È innegabile che l’intelligenza artificiale e il suo impiego in diversi ambiti sia oggetto dell’attenzione di molti nel corso degli ultimi anni. L’interesse verso l’applicazione delle varie forme di intelligenza artificiale nei vari ambiti è sempre crescente e con esso aumentano le fasi di sperimentazione per comprenderne le caratteristiche e sfruttarne al meglio le potenzialità. Ma entrando nello specifico della comunicazione, l’intelligenza artificiale può essere considerato un alleato nell’attuazione dei piani di comunicazione o invece bisogna accuratamente guardarsi bene dal suo utilizzo?
La svolta tecnologica dell’applicazione dell’intelligenza artificiale sta muovendo pareri contrastanti tra critiche e sostenitori.
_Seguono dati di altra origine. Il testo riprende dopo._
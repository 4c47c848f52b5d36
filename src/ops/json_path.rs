//! Path-addressed reads and copy-on-write updates over [`JsonValue`] trees.
//!
//! None of these operations fail. The shape of a parameter file is owned by
//! the external tool, so a path that does not fit the document reads as
//! absent and writes degrade to a no-op instead of raising an error.

use std::sync::Arc;

use crate::model::path::{JsonPath, Segment};
use crate::model::value::{JsonMap, JsonValue};

/// Value at `path`, or `None` as soon as a segment does not resolve.
pub fn get<'a>(root: &'a JsonValue, path: &[Segment]) -> Option<&'a JsonValue> {
    path.iter().try_fold(root, |node, segment| node.child(segment))
}

/// Copy of `root` with the node at `path` replaced by `value`.
///
/// Only the containers on the path are copied; every sibling subtree keeps its
/// storage. An empty path replaces the whole tree. A missing object key is
/// created, and a missing intermediate key gets a fresh empty object so new
/// nested fields can be populated. Anything else that does not fit (an index
/// out of bounds, a key under an array, descending into a scalar) leaves
/// `root` unchanged.
pub fn set(root: &JsonValue, path: &[Segment], value: JsonValue) -> JsonValue {
    set_inner(root, path, value).unwrap_or_else(|| root.clone())
}

fn set_inner(node: &JsonValue, path: &[Segment], value: JsonValue) -> Option<JsonValue> {
    let Some((head, rest)) = path.split_first() else {
        return Some(value);
    };
    match (node, head) {
        (JsonValue::Object(map), Segment::Key(key)) => {
            let child = match map.get(key) {
                Some(existing) => set_inner(existing, rest, value)?,
                None => synthesize(rest, value)?,
            };
            let mut next = JsonMap::clone(map);
            next.insert(key.clone(), child);
            Some(JsonValue::Object(Arc::new(next)))
        }
        (JsonValue::Array(items), Segment::Index(i)) => {
            let existing = items.get(*i)?;
            let child = set_inner(existing, rest, value)?;
            let mut next = Vec::clone(items);
            next[*i] = child;
            Some(JsonValue::Array(Arc::new(next)))
        }
        _ => None,
    }
}

/// Build the subtree for a key that does not exist yet. Only object keys can
/// be synthesized; an index below a missing node has nothing to address.
fn synthesize(path: &[Segment], value: JsonValue) -> Option<JsonValue> {
    match path.first() {
        None => Some(value),
        Some(Segment::Key(_)) => set_inner(&JsonValue::empty_object(), path, value),
        Some(Segment::Index(_)) => None,
    }
}

/// Copy of `root` without the node at `path`. Removing from an array shifts
/// later elements down. The empty path and unresolvable paths leave `root`
/// unchanged.
pub fn delete_at(root: &JsonValue, path: &[Segment]) -> JsonValue {
    delete_inner(root, path).unwrap_or_else(|| root.clone())
}

fn delete_inner(node: &JsonValue, path: &[Segment]) -> Option<JsonValue> {
    let (head, rest) = path.split_first()?;
    match (node, head) {
        (JsonValue::Object(map), Segment::Key(key)) => {
            let mut next = JsonMap::clone(map);
            if rest.is_empty() {
                next.shift_remove(key)?;
            } else {
                let child = delete_inner(map.get(key)?, rest)?;
                next.insert(key.clone(), child);
            }
            Some(JsonValue::Object(Arc::new(next)))
        }
        (JsonValue::Array(items), Segment::Index(i)) if *i < items.len() => {
            let mut next = Vec::clone(items);
            if rest.is_empty() {
                next.remove(*i);
            } else {
                next[*i] = delete_inner(&items[*i], rest)?;
            }
            Some(JsonValue::Array(Arc::new(next)))
        }
        _ => None,
    }
}

/// Every path from the root to a scalar leaf, in pre-order (object keys in
/// stored order, array elements by index). Empty containers contribute
/// nothing; a scalar root yields the empty path.
pub fn collect_leaf_paths(value: &JsonValue) -> Vec<JsonPath> {
    let mut out = Vec::new();
    collect_into(value, &JsonPath::root(), &mut out);
    out
}

fn collect_into(value: &JsonValue, prefix: &JsonPath, out: &mut Vec<JsonPath>) {
    match value {
        JsonValue::Object(map) => {
            for (key, child) in map.iter() {
                collect_into(child, &prefix.child(Segment::Key(key.clone())), out);
            }
        }
        JsonValue::Array(items) => {
            for (i, child) in items.iter().enumerate() {
                collect_into(child, &prefix.child(Segment::Index(i)), out);
            }
        }
        _ => out.push(prefix.clone()),
    }
}

/// Right-biased recursive merge of `overlay` onto `base`.
///
/// Objects merge key by key: keys only in `base` are kept as they are, keys in
/// `overlay` win (recursively when both sides are objects). Any other overlay
/// value, arrays included, replaces the base subtree outright.
pub fn deep_merge(base: &JsonValue, overlay: &JsonValue) -> JsonValue {
    match (base, overlay) {
        (JsonValue::Object(base_map), JsonValue::Object(overlay_map)) => {
            let mut merged = JsonMap::clone(base_map);
            for (key, value) in overlay_map.iter() {
                let next = match base_map.get(key) {
                    Some(existing) => deep_merge(existing, value),
                    None => value.clone(),
                };
                merged.insert(key.clone(), next);
            }
            JsonValue::Object(Arc::new(merged))
        }
        _ => overlay.clone(),
    }
}

#[cfg(test)]
mod tests {
    use super::*;
    use serde_json::json;

    fn v(value: serde_json::Value) -> JsonValue {
        JsonValue::from(value)
    }

    #[test]
    fn get_walks_segments() {
        let doc = v(json!({"a": {"b": [10, {"c": "deep"}]}}));
        let path = JsonPath::root().key("a").key("b").index(1).key("c");
        assert_eq!(get(&doc, &path), Some(&JsonValue::from("deep")));
        assert_eq!(get(&doc, &JsonPath::root()), Some(&doc));
    }

    #[test]
    fn get_absent_cases() {
        let doc = v(json!({"a": {"b": [10]}, "s": "text"}));
        // scalar before path exhausted
        assert_eq!(get(&doc, &JsonPath::root().key("s").key("x")), None);
        // wrong segment kind
        assert_eq!(get(&doc, &JsonPath::root().key("a").index(0)), None);
        // index out of range
        assert_eq!(get(&doc, &JsonPath::root().key("a").key("b").index(1)), None);
        // key absent
        assert_eq!(get(&doc, &JsonPath::root().key("zzz")), None);
    }

    #[test]
    fn set_replaces_leaf_and_shares_siblings() {
        let doc = v(json!({"a": {"b": 1, "c": [1, 2, 3]}, "d": {"e": true}}));
        let out = set(&doc, &JsonPath::root().key("a").key("b"), JsonValue::from(2i64));
        assert_eq!(out, v(json!({"a": {"b": 2, "c": [1, 2, 3]}, "d": {"e": true}})));

        let old_c = get(&doc, &JsonPath::root().key("a").key("c")).unwrap();
        let new_c = get(&out, &JsonPath::root().key("a").key("c")).unwrap();
        assert!(new_c.shares_storage(old_c));
        assert!(out.get_key("d").unwrap().shares_storage(doc.get_key("d").unwrap()));
        // ancestors on the path are fresh copies
        assert!(!out.shares_storage(&doc));
        assert!(!out.get_key("a").unwrap().shares_storage(doc.get_key("a").unwrap()));
    }

    #[test]
    fn set_empty_path_replaces_root() {
        let doc = v(json!({"a": 1}));
        assert_eq!(set(&doc, &JsonPath::root(), JsonValue::from("x")), JsonValue::from("x"));
    }

    #[test]
    fn set_creates_missing_keys_and_intermediate_objects() {
        let doc = v(json!({"a": {}}));
        let out = set(&doc, &JsonPath::root().key("a").key("new"), JsonValue::from(1i64));
        assert_eq!(out, v(json!({"a": {"new": 1}})));

        let out = set(
            &doc,
            &JsonPath::root().key("x").key("y").key("z"),
            JsonValue::Bool(true),
        );
        assert_eq!(out, v(json!({"a": {}, "x": {"y": {"z": true}}})));
    }

    #[test]
    fn set_in_array_element() {
        let doc = v(json!({"list": [{"n": 1}, {"n": 2}]}));
        let out = set(&doc, &JsonPath::root().key("list").index(1).key("n"), JsonValue::from(5i64));
        assert_eq!(out, v(json!({"list": [{"n": 1}, {"n": 5}]})));
        let first_before = get(&doc, &JsonPath::root().key("list").index(0)).unwrap();
        let first_after = get(&out, &JsonPath::root().key("list").index(0)).unwrap();
        assert!(first_after.shares_storage(first_before));
    }

    #[test]
    fn set_degrades_to_no_op() {
        let doc = v(json!({"list": [1, 2], "s": "text", "n": null}));
        // append is not supported
        assert_eq!(set(&doc, &JsonPath::root().key("list").index(2), JsonValue::Null), doc);
        // key under array
        assert_eq!(set(&doc, &JsonPath::root().key("list").key("k"), JsonValue::Null), doc);
        // descend into scalar
        assert_eq!(set(&doc, &JsonPath::root().key("s").key("k"), JsonValue::Null), doc);
        assert_eq!(set(&doc, &JsonPath::root().key("n").key("k"), JsonValue::Null), doc);
        // index below a missing key
        assert_eq!(set(&doc, &JsonPath::root().key("new").index(0), JsonValue::Null), doc);
    }

    #[test]
    fn delete_removes_key_preserving_order() {
        let doc = v(json!({"a": 1, "b": 2, "c": 3}));
        let out = delete_at(&doc, &JsonPath::root().key("b"));
        let keys: Vec<&String> = out.as_object().unwrap().keys().collect();
        assert_eq!(keys, vec!["a", "c"]);
    }

    #[test]
    fn delete_shifts_array_elements() {
        let doc = v(json!({"l": ["x", "y", "z"], "o": {"k": 1}}));
        let out = delete_at(&doc, &JsonPath::root().key("l").index(0));
        assert_eq!(out, v(json!({"l": ["y", "z"], "o": {"k": 1}})));
        assert!(out.get_key("o").unwrap().shares_storage(doc.get_key("o").unwrap()));
    }

    #[test]
    fn delete_no_op_cases() {
        let doc = v(json!({"a": {"b": 1}, "l": [1]}));
        assert_eq!(delete_at(&doc, &JsonPath::root()), doc);
        assert!(delete_at(&doc, &JsonPath::root()).shares_storage(&doc));
        assert_eq!(delete_at(&doc, &JsonPath::root().key("missing")), doc);
        assert_eq!(delete_at(&doc, &JsonPath::root().key("l").index(4)), doc);
        assert_eq!(delete_at(&doc, &JsonPath::root().key("a").key("b").key("c")), doc);
    }

    #[test]
    fn leaf_paths_pre_order() {
        let doc = v(json!({"p": {"q": 1, "r": [2, 3]}}));
        let paths: Vec<String> = collect_leaf_paths(&doc).iter().map(|p| p.dotted()).collect();
        assert_eq!(paths, vec!["p.q", "p.r.0", "p.r.1"]);
    }

    #[test]
    fn leaf_paths_skip_empty_containers() {
        let doc = v(json!({"e": {}, "l": [], "n": null, "nested": [[], [{}], [true]]}));
        let paths: Vec<String> = collect_leaf_paths(&doc).iter().map(|p| p.dotted()).collect();
        assert_eq!(paths, vec!["n", "nested.2.0"]);
    }

    #[test]
    fn leaf_paths_scalar_root() {
        let paths = collect_leaf_paths(&JsonValue::from(7i64));
        assert_eq!(paths, vec![JsonPath::root()]);
    }

    #[test]
    fn merge_scenario() {
        let base = v(json!({"x": 1, "y": {"z": 2}}));
        let overlay = v(json!({"y": {"z": 5, "w": 9}}));
        assert_eq!(deep_merge(&base, &overlay), v(json!({"x": 1, "y": {"z": 5, "w": 9}})));
    }

    #[test]
    fn merge_arrays_replace_outright() {
        let base = v(json!({"bounds": [1, 2, 3], "keep": [4]}));
        let overlay = v(json!({"bounds": [9]}));
        let out = deep_merge(&base, &overlay);
        assert_eq!(out, v(json!({"bounds": [9], "keep": [4]})));
        assert!(out.get_key("keep").unwrap().shares_storage(base.get_key("keep").unwrap()));
    }

    #[test]
    fn merge_type_mismatch_overlay_wins() {
        let base = v(json!({"a": 5, "b": {"c": 1}}));
        let overlay = v(json!({"a": {"nested": true}, "b": "flat"}));
        assert_eq!(deep_merge(&base, &overlay), v(json!({"a": {"nested": true}, "b": "flat"})));
        assert_eq!(deep_merge(&JsonValue::Null, &overlay), overlay);
    }

    #[test]
    fn merge_onto_self_is_identity() {
        let doc = v(json!({"a": {"b": [1, {"c": null}]}, "d": "s"}));
        assert_eq!(deep_merge(&doc, &doc), doc);
    }
}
È innegabile che un suo corretto utilizzo può abbattere rapidamente i tempi di produzione, ma come in molte cose è fondamentale conoscere accuratamente lo strumento che si va ad utilizzare e farlo nel modo più corretto.
L’intelligenza artificiale applicata alla comunicazione fornisce agli operatori della comunicazione un’occasione di crescita: l’IA è un valore aggiunto se può aiutare a ragionare meglio, offre l’occasione, data da un maggiore tempo impiegato per sviluppare il pensiero, e generare informazione migliore a parità di tempo investito. Ma al contempo si pone la necessità di una revisione delle regole etiche, sulle quali la libera espressione si basa; e non si può non fare un ragionamento riguardante la tutela dei dati, sia personali, che aziendali, oltre che attivare dei processi che possano tutelare le persone da ogni tentativo manipolatorio.